For long-horizon retirement investors, Eli Lilly and Company (LLY) is the stronger choice — it scores higher on the combination of lower volatility, dividend reliability, and long-term compounding (low volatility (β 0.
53), 0. 5% yield, +1485% 10Y return). Both have compounded well over 10 years (LLY: +1485%, HNGE: +74. 0%), confirming both are viable long-term holds — but the lower-volatility option typically results in less emotional selling during corrections. Retirement portfolios generally favour predictability over maximum returns. Consult a financial advisor before making allocation decisions.

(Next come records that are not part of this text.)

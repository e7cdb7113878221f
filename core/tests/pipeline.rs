//! End-to-end engine tests over generated and hand-built books.

use attrition_core::{
    config::{EngineConfig, FinancialConfig},
    engine::AttritionEngine,
    error::AnalyticsError,
    filter::FilterCriteria,
    population::SyntheticPopulation,
    record::{CategoricalField, CustomerRecord, CustomerStatus, NumericField},
    segment::{BinScheme, SegmentSpec},
};

// ── Helpers ──────────────────────────────────────────────────────────────────

fn engine() -> AttritionEngine {
    AttritionEngine::new(EngineConfig::default()).unwrap()
}

// ── Tests ────────────────────────────────────────────────────────────────────

/// A full run over a generated book keeps every cross-stage identity.
#[test]
fn full_run_is_internally_consistent() {
    let records = SyntheticPopulation::new(42, 2_000).generate();
    let report = engine()
        .run(&records, &FilterCriteria::new(), &SegmentSpec::by(CategoricalField::City))
        .unwrap();

    assert_eq!(report.input_records, 2_000);
    assert_eq!(report.filtered_records, 2_000);
    assert_eq!(report.segmented_by, "city");

    let head = &report.headline;
    assert_eq!(head.total_customers, report.filtered_records);
    assert_eq!(head.installed_base + head.new_customers, head.total_customers);
    assert_eq!(head.net_active + head.churned, head.total_customers);
    let shares: usize = report.status_breakdown.iter().map(|s| s.count).sum();
    assert_eq!(shares, head.total_customers);

    let bucket_total: usize = report.buckets.buckets.iter().map(|b| b.total).sum();
    assert_eq!(bucket_total + report.unclassified, report.filtered_records);

    let significant_churn: usize = report.buckets.significant().map(|b| b.churned).sum();
    assert_eq!(report.impact.churned, significant_churn);
    assert_eq!(report.impact.total_loss, significant_churn as f64 * 3_000.0);

    let impact_labels: Vec<&str> = report.bucket_impacts.iter().map(|b| b.label.as_str()).collect();
    let significant_labels: Vec<&str> = report.buckets.significant().map(|b| b.label.as_str()).collect();
    assert_eq!(impact_labels, significant_labels);

    assert_eq!(report.priorities.assignments.len(), report.buckets.significant_count());
    assert_eq!(
        report.priorities.excluded.len(),
        report.buckets.buckets.len() - report.buckets.significant_count()
    );

    let located: usize = report.geo.cities.iter().map(|c| c.total).sum();
    assert_eq!(located + report.geo.unlocated, report.filtered_records);
    assert!(report.geo.unlocated > 0, "about 5% of generated records lack coordinates");

    assert_eq!(report.concentration.population, report.filtered_records);
    assert!((0.0..=1.0).contains(&report.concentration.gini));
    assert!((-100.0..=100.0).contains(&report.nps.nps_score));
}

/// Filters run before everything else: every later stage sees the subset.
#[test]
fn filters_scope_every_stage() {
    let records = SyntheticPopulation::new(7, 1_500).generate();
    let criteria = FilterCriteria::new()
        .select(CategoricalField::ContractType, ["Month-to-Month"])
        .range(NumericField::Age, 30.0, 60.0);
    let report = engine()
        .run(
            &records,
            &criteria,
            &SegmentSpec::binned(NumericField::TenureMonths, BinScheme::tenure_years(6).unwrap()),
        )
        .unwrap();

    let expected = records
        .iter()
        .filter(|r| r.contract_type == "Month-to-Month" && (30..=60).contains(&r.age))
        .count();
    assert_eq!(report.filtered_records, expected);
    assert_eq!(report.headline.total_customers, expected);
    assert_eq!(report.concentration.population, expected);
    assert_eq!(report.buckets.buckets.len(), 6, "empty tenure years are still listed");
}

/// Small buckets are flagged and kept out of tiers and per-bucket impact.
#[test]
fn small_buckets_stay_out_of_decisions() {
    let mut records: Vec<CustomerRecord> = (0..60)
        .map(|i| {
            CustomerRecord::new(format!("big-{i}"), CustomerStatus::Churned)
                .with_city("Fresno")
                .with_churn_details("Price", "Price too high")
        })
        .collect();
    records.extend((0..10).map(|i| {
        CustomerRecord::new(format!("small-{i}"), CustomerStatus::Churned)
            .with_city("Oakland")
            .with_churn_details("Price", "Price too high")
    }));

    let report = engine()
        .run(&records, &FilterCriteria::new(), &SegmentSpec::by(CategoricalField::City))
        .unwrap();

    assert_eq!(report.buckets.buckets.len(), 2);
    assert_eq!(report.bucket_impacts.len(), 1);
    assert_eq!(report.bucket_impacts[0].label, "Fresno");
    assert_eq!(report.impact.churned, 60);
    assert_eq!(report.priorities.tier_of("Oakland"), None);
    assert!(report.priorities.tier_of("Fresno").is_some());
    // The headline is not gated: all 70 churned customers count.
    assert_eq!(report.headline.churned, 70);
}

/// An empty selection degrades to zeros instead of failing.
#[test]
fn empty_selection_reports_zeros() {
    let records = SyntheticPopulation::new(5, 300).generate();
    let criteria = FilterCriteria::new().select(CategoricalField::City, ["Atlantis"]);
    let report = engine()
        .run(&records, &criteria, &SegmentSpec::by(CategoricalField::Offer))
        .unwrap();

    assert_eq!(report.filtered_records, 0);
    assert_eq!(report.headline.churn_rate, 0.0);
    assert!(report.buckets.buckets.is_empty());
    assert_eq!(report.impact.total_loss, 0.0);
    assert_eq!(report.concentration.gini, 0.0);
    assert_eq!(report.nps.respondents, 0);
    assert!(report.geo.cities.is_empty());
}

/// Structural errors fail the call.
#[test]
fn structural_errors_fail_the_run() {
    let records = SyntheticPopulation::new(1, 50).generate();
    let bad_range = FilterCriteria::new().range(NumericField::TenureMonths, 24.0, 12.0);
    let err = engine()
        .run(&records, &bad_range, &SegmentSpec::by(CategoricalField::City))
        .unwrap_err();
    assert!(matches!(err, AnalyticsError::InvalidFilter { .. }), "got {err:?}");

    let config = EngineConfig {
        financial: FinancialConfig {
            retention_recovery_rate: 1.5,
            ..FinancialConfig::default()
        },
        ..EngineConfig::default()
    };
    assert!(matches!(
        AttritionEngine::new(config),
        Err(AnalyticsError::InvalidConfig { .. })
    ));
}

/// Config sections override the defaults used by the stages.
#[test]
fn config_drives_the_stages() {
    let config = EngineConfig::from_json(
        r#"{
            "significance": { "min_sample_size": 1 },
            "financial": { "unit_cltv": 10.0, "retention_recovery_rate": 0.5, "campaign_cost": 5.0 }
        }"#,
    )
    .unwrap();
    let engine = AttritionEngine::new(config).unwrap();

    let records = vec![
        CustomerRecord::new("a", CustomerStatus::Churned)
            .with_city("Fresno")
            .with_churn_details("Other", "Moved"),
        CustomerRecord::new("b", CustomerStatus::Active).with_city("Fresno"),
    ];
    let report = engine
        .run(&records, &FilterCriteria::new(), &SegmentSpec::by(CategoricalField::City))
        .unwrap();

    assert_eq!(report.buckets.significant_count(), 1);
    assert_eq!(report.impact.total_loss, 10.0);
    assert_eq!(report.impact.recoverable, 5.0);
    assert_eq!(report.impact.roi.value(), Some(1.0));
}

10What are the main differences between HNGE and LLY and JPM?
These companies operate in different sectors (HNGE (Healthcare) and LLY (Healthcare) and JPM (Financial Services)), which means they face different economic cycles, regulatory environments, and macro sensitivities — making direct comparison nuanced.
In terms of investment character: HNGE is a small-cap high-growth stock; LLY is a mega-cap high-growth stock; JPM is a large-cap deep-value stock. LLY, JPM pay a dividend while HNGE does not, making them suitable for different income and tax situations. These fundamental differences mean investors should not choose between them on a single metric — the "better stock" depends entirely on which of these characteristics aligns with your investment strategy.